[Assignment]
Copy all lines containing the string "facets" from the records below.

[Exercise material]
* * * * * * * * *
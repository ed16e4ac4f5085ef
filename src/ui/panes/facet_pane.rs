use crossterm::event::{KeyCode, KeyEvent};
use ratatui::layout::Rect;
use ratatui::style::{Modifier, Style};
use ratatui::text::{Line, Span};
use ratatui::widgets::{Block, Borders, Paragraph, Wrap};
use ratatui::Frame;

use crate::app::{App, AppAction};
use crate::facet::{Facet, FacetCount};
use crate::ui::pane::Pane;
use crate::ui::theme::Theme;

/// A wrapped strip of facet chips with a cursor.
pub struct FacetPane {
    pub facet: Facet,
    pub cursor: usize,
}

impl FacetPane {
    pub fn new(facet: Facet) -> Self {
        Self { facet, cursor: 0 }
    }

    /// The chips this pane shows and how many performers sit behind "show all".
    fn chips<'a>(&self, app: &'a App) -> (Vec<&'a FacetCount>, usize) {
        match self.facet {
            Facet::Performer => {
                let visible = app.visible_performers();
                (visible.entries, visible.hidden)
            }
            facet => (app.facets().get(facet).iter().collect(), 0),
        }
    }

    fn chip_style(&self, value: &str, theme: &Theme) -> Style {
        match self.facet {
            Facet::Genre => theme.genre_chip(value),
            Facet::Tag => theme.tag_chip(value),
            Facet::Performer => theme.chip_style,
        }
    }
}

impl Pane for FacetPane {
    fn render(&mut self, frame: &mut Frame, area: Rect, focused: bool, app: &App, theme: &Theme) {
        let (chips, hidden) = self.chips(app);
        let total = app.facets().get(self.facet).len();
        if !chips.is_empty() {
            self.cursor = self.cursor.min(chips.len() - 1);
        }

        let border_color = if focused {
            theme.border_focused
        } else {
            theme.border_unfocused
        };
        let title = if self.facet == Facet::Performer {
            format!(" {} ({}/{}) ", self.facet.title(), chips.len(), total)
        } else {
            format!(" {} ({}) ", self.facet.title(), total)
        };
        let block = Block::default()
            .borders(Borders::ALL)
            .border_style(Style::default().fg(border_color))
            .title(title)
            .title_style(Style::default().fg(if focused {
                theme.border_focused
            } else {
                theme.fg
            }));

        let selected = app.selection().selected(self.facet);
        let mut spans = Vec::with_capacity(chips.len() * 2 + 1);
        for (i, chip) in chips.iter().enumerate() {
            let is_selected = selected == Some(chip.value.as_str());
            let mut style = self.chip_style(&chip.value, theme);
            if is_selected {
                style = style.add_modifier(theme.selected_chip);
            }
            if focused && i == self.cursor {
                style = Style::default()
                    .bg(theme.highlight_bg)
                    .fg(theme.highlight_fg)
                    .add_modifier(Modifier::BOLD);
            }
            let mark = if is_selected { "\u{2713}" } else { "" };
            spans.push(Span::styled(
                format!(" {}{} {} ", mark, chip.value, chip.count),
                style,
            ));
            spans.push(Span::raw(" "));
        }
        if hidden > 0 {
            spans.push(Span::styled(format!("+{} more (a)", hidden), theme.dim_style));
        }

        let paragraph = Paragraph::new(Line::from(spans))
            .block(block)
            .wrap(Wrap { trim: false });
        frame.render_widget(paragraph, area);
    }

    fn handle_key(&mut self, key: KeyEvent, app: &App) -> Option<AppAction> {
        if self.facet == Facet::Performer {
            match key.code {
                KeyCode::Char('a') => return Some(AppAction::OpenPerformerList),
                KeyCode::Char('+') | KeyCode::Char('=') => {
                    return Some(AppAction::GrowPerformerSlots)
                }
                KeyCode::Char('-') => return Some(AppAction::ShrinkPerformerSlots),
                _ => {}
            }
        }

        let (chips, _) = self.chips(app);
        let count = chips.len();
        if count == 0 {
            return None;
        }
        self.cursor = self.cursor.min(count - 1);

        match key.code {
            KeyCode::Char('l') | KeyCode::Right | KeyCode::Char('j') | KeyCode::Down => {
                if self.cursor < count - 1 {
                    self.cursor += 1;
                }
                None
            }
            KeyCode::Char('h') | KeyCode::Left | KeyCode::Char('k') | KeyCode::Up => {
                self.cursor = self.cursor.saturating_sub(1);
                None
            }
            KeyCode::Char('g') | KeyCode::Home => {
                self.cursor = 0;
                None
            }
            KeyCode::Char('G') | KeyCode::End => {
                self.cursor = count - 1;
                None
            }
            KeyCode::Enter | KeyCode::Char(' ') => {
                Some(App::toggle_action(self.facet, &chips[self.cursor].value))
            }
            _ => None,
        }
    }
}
* * * * * * * * *
[Result of the task]
            facet => (app.facets().get(facet).iter().collect(), 0),
        let total = app.facets().get(self.facet).len();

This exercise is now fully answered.